# 19 volt power supply for laptop?



## Channelcrosser (Oct 16, 2011)

Hi, my Toshiba laptop need a 19volt DC input - or at leats that is what the 240 volt power supply feeds to it.

If we are wild camping and not on hook up is there any way to power the laptop - the battery only lasts about 1 hour.

Any solutions would be welcome.

Many thanks

Channelcrosser.


----------



## Viktor (Oct 16, 2011)

Yep you can buy what amounts to a variable voltage cigarette lighter lead with interchangable ends to match your laptop
power point.  It's essentially a small inverter.. buy in Maplins or online from eBay or here ...

Car DC power regulator
Adaptor Notebook Computer charger

Buy Cheap 8 in 1 Car Auto DC Power Adapter Charger Kit for Laptop,8 in 1 Car Charger


----------



## Tbear (Oct 16, 2011)

You can get an inverter which will give you 230v AC power which can be used to power other things, depending on how powerful an inverter you buy.
You can go to maplins or the like as Viktor says and get a one size fits all computer power supply.
You can also get an in car adaptor from Toshiba.
What I tend to do is to charge the laptop from my inverter while on the move as this does not drain any of the batteries and I don't use it much while away


----------



## Bigpeetee (Oct 16, 2011)

Check on Ebay, you can get 12-19v inverters, much more efficient that 12-240volt, inverter then a 240-19 converter.

Try:

Laptop Car 12V DC Charger Adapter for Toshiba Satellite A100-209 | eBay

I bought from them and the service was brilliant, let them know the model and they'll let you know the charger.

My Compaq uses one every week. Best if you charge before totally flat.

I wired an additional cigarette lighter from the leisure batt, some vehicles lighter outlet isn't operative with the ignition off


----------



## Mastodon (Oct 16, 2011)

I use a 12v adaptor which steps up to 19v. It's more efficient than turning your 12v dc into 240v ac then back into 19v dc...


----------



## cedas (Oct 26, 2011)

Are all these adaptors suited to any laptop or do you have to buy one specific to your own brand/type of lap top?


----------



## Turtleboy (Oct 26, 2011)

cedas said:


> Are all these adaptors suited to any laptop or do you have to buy one specific to your own brand/type of lap top?



They come with multiple connectors so will fit just about anything. Just plug on the right connector for your laptop, set the voltage to what you need (i.e 19v) and Bob's your aunty on a cross dressing weekend.


----------



## Minisorella (Oct 26, 2011)

I didn't realise such things existed, so huge thanks for raising the subject 

I would imagine you'd need one for your specific laptop - mainly because of having the right connector on the laptop end. I just Googled "Dell 12v laptop charger" and instantly found an Amazon link for my Inspiron 1525.  

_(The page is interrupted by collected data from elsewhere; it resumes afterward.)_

//! Prefetching queue manager.
//!
//! Blends local files and remote items into one playback stream:
//! - local items are scanned once and always played first
//! - remote items come from a resumed or freshly created session
//! - a small pool of workers enriches remote items in the background,
//!   filling a bounded ready buffer
//!
//! All three collections live in one [`QueueState`] behind one mutex.
//! Resolver calls and session writes happen outside that lock.
//!
//! # Example
//!
//! ```ignore
//! let manager = QueueManager::new(settings, resolver, catalog, sessions)
//!     .with_tiers(tiers)
//!     .with_sources(sources);
//! manager.initialize().await;
//! while let Some(item) = manager.next_item() {
//!     play(&item).await;
//! }
//! manager.shutdown().await;
//! ```

mod state;
mod stats;
mod worker;

pub use stats::{BufferHealth, StatsSnapshot};

use parking_lot::Mutex;
use rand::seq::SliceRandom;
use std::sync::Arc;
use std::sync::atomic::{AtomicBool, Ordering};
use std::time::Duration;
use tokio::task::JoinHandle;

use crate::cache::MetadataCache;
use crate::config::Config;
use crate::enrichment::ytdlp::dedup_locators;
use crate::enrichment::{MetadataResolver, RemoteCatalog};
use crate::model::{QueueItem, SourceKind};
use crate::scanner::{self, Tier};
use crate::session::{AlwaysNew, SessionChooser, SessionPlan, SessionStore, plan_session};
use state::QueueState;

/// Hard cap on background workers.
pub const MAX_WORKERS: usize = 3;

/// How long `shutdown` waits for each worker before aborting it.
const SHUTDOWN_GRACE: Duration = Duration::from_secs(2);

/// Queue tuning, usually taken from [`Config`].
#[derive(Debug, Clone)]
pub struct QueueSettings {
    pub max_workers: usize,
    pub ready_capacity: usize,
    pub confidence_threshold: f32,
    pub poll_interval: Duration,
    pub resolve_timeout: Duration,
    pub auto_resume_hours: f64,
    pub session_max_age_days: u32,
    pub keep_recent_sessions: usize,
}

impl QueueSettings {
    pub fn from_config(config: &Config) -> Self {
        Self {
            max_workers: config.enrichment.max_workers,
            ready_capacity: config.enrichment.ready_buffer_capacity,
            confidence_threshold: config.enrichment.confidence_threshold,
            poll_interval: config.enrichment.poll_interval(),
            resolve_timeout: config.enrichment.resolve_timeout(),
            auto_resume_hours: config.sessions.auto_resume_hours,
            session_max_age_days: config.sessions.max_age_days,
            keep_recent_sessions: config.sessions.keep_recent,
        }
    }

    /// Workers actually spawned: between 1 and [`MAX_WORKERS`].
    pub fn worker_count(&self) -> usize {
        self.max_workers.clamp(1, MAX_WORKERS)
    }
}

impl Default for QueueSettings {
    fn default() -> Self {
        Self::from_config(&Config::default())
    }
}

/// State shared with the workers.
pub(crate) struct Shared {
    state: Mutex<QueueState>,
    stop: AtomicBool,
    resolver: Arc<dyn MetadataResolver>,
    settings: QueueSettings,
}

pub struct QueueManager {
    shared: Arc<Shared>,
    sessions: Arc<SessionStore>,
    cache: Option<MetadataCache>,
    catalog: Arc<dyn RemoteCatalog>,
    chooser: Box<dyn SessionChooser>,
    tiers: Vec<Tier>,
    sources: Vec<String>,
    workers: Mutex<Vec<JoinHandle<()>>>,
}

impl QueueManager {
    pub fn new(
        settings: QueueSettings,
        resolver: Arc<dyn MetadataResolver>,
        catalog: Arc<dyn RemoteCatalog>,
        sessions: Arc<SessionStore>,
    ) -> Self {
        let state = QueueState::new(settings.ready_capacity, settings.confidence_threshold);
        Self {
            shared: Arc::new(Shared {
                state: Mutex::new(state),
                stop: AtomicBool::new(false),
                resolver,
                settings,
            }),
            sessions,
            cache: None,
            catalog,
            chooser: Box::new(AlwaysNew),
            tiers: Vec::new(),
            sources: Vec::new(),
            workers: Mutex::new(Vec::new()),
        }
    }

    /// Cache consulted by the local scan.
    pub fn with_cache(mut self, cache: MetadataCache) -> Self {
        self.cache = Some(cache);
        self
    }

    pub fn with_tiers(mut self, tiers: Vec<Tier>) -> Self {
        self.tiers = tiers;
        self
    }

    /// Remote catalog sources listed when starting a fresh session.
    pub fn with_sources(mut self, sources: Vec<String>) -> Self {
        self.sources = sources;
        self
    }

    /// Decides between older sessions when none qualifies for auto-resume.
    pub fn with_chooser(mut self, chooser: Box<dyn SessionChooser>) -> Self {
        self.chooser = chooser;
        self
    }

    /// Scan local files, start the workers and load the remote backlog.
    ///
    /// Returns whether any local items were found. Failures along the way
    /// are logged and only shrink the queue.
    pub async fn initialize(&self) -> bool {
        let mut local = scanner::scan_local(&self.tiers, self.cache.as_ref()).await;
        {
            let mut rng = rand::rng();
            scanner::order_by_priority(&mut local, &mut rng);
        }
        let has_local = !local.is_empty();
        self.shared.state.lock().load_local(local);

        self.spawn_workers();

        self.sessions.cleanup(
            self.shared.settings.session_max_age_days,
            self.shared.settings.keep_recent_sessions,
        );

        let plan = plan_session(
            &self.sessions,
            self.shared.settings.auto_resume_hours,
            self.chooser.as_ref(),
        );
        let (locators, total) = match plan {
            SessionPlan::Resume(session) => {
                (session.remaining_locators().to_vec(), session.total_songs)
            }
            SessionPlan::Fresh => {
                let locators = self.fetch_catalog().await;
                if locators.is_empty() {
                    tracing::warn!(target: "queue", "No remote items available, playing local files only");
                    (Vec::new(), 0)
                } else {
                    let session = self.sessions.create_session(locators, None);
                    let total = session.total_songs;
                    (session.locators, total)
                }
            }
        };

        let stats = {
            let mut state = self.shared.state.lock();
            state.load_backlog(locators, total);
            state.snapshot()
        };
        tracing::info!(
            target: "queue",
            local = stats.local_found,
            remote = stats.remote_loaded,
            workers = self.shared.settings.worker_count(),
            "Queue initialized"
        );

        has_local
    }

    /// List every source, de-duplicate and shuffle.
    async fn fetch_catalog(&self) -> Vec<String> {
        let mut listings = Vec::with_capacity(self.sources.len());
        for source in &self.sources {
            match self.catalog.fetch(source).await {
                Ok(locators) => {
                    tracing::info!(target: "queue", source = %source, count = locators.len(), "Fetched remote catalog");
                    listings.push(locators);
                }
                Err(e) => {
                    tracing::warn!(target: "queue", source = %source, "Catalog fetch failed: {}", e)
                }
            }
        }

        let mut locators = dedup_locators(listings);
        locators.shuffle(&mut rand::rng());
        locators
    }

    fn spawn_workers(&self) {
        let count = self.shared.settings.worker_count();
        let mut workers = self.workers.lock();
        for index in 0..count {
            self.shared.state.lock().worker_started();
            let shared = self.shared.clone();
            workers.push(tokio::spawn(worker::run_worker(index, shared)));
        }
    }

    /// Hand out the next item to play, or `None` if nothing is available yet.
    ///
    /// Never blocks on enrichment. Each hand-out records the session offset.
    pub fn next_item(&self) -> Option<QueueItem> {
        let dequeued = self.shared.state.lock().next_item()?;
        let item = dequeued.item;

        let current = (item.source == SourceKind::Remote).then_some(item.locator.as_str());
        if let Err(e) = self.sessions.update_progress(dequeued.progress, current) {
            tracing::warn!(target: "queue", "Failed to persist session progress: {}", e);
        }

        tracing::debug!(target: "queue", source = item.source.as_str(), "Dequeued {}", item.display_title());
        Some(item)
    }

    pub fn stats(&self) -> StatsSnapshot {
        self.shared.state.lock().snapshot()
    }

    /// Stop the workers. In-flight resolutions get a short grace period,
    /// after which they are aborted and their results dropped.
    pub async fn shutdown(&self) {
        self.shared.stop.store(true, Ordering::SeqCst);
        let handles: Vec<JoinHandle<()>> = std::mem::take(&mut *self.workers.lock());

        for mut handle in handles {
            if tokio::time::timeout(SHUTDOWN_GRACE, &mut handle).await.is_err() {
                tracing::debug!(target: "queue", "Aborting worker still resolving");
                handle.abort();
                // Wait for the cancelled task to drop its claim
                let _ = handle.await;
            }
        }
        tracing::info!(target: "queue", "Queue shut down");
    }
}

impl Drop for QueueManager {
    fn drop(&mut self) {
        self.shared.stop.store(true, Ordering::SeqCst);
        for handle in self.workers.lock().drain(..) {
            handle.abort();
        }
    }
}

http://www.amazon.co.uk/Dell-Inspiron-Laptop-Charger-Adapter/dp/B002HGBEDM

If you take a look, it appears to be one continuous lead, so it wouldn't fit all models.  Mind you, that doesn't mean that someone else might know something I don't... 

Edit:  See ^^^ I said someone would know something I didn't and by the time I posted, there it was


----------



## vwalan (Oct 26, 2011)

i think cross dressing weekends were around long before computers . suprised you havent heard about them. 
bit like the no parking signs only to make way for dogging and carpark sex. 
thought everyone knew about it. hee hee.


----------



## Turtleboy (Oct 26, 2011)

Minisorella said:


> I didn't realise such things existed, so huge thanks for raising the subject
> 
> I would imagine you'd need one for your specific laptop - mainly because of having the right connector on the laptop end. I just Googled "Dell 12v laptop charger" and instantly found an Amazon link for my Inspiron 1525.
> 
> ...



Just get one of these. A lot cheaper and they'll charge pretty much anything with all the adaptors and voltage levels. 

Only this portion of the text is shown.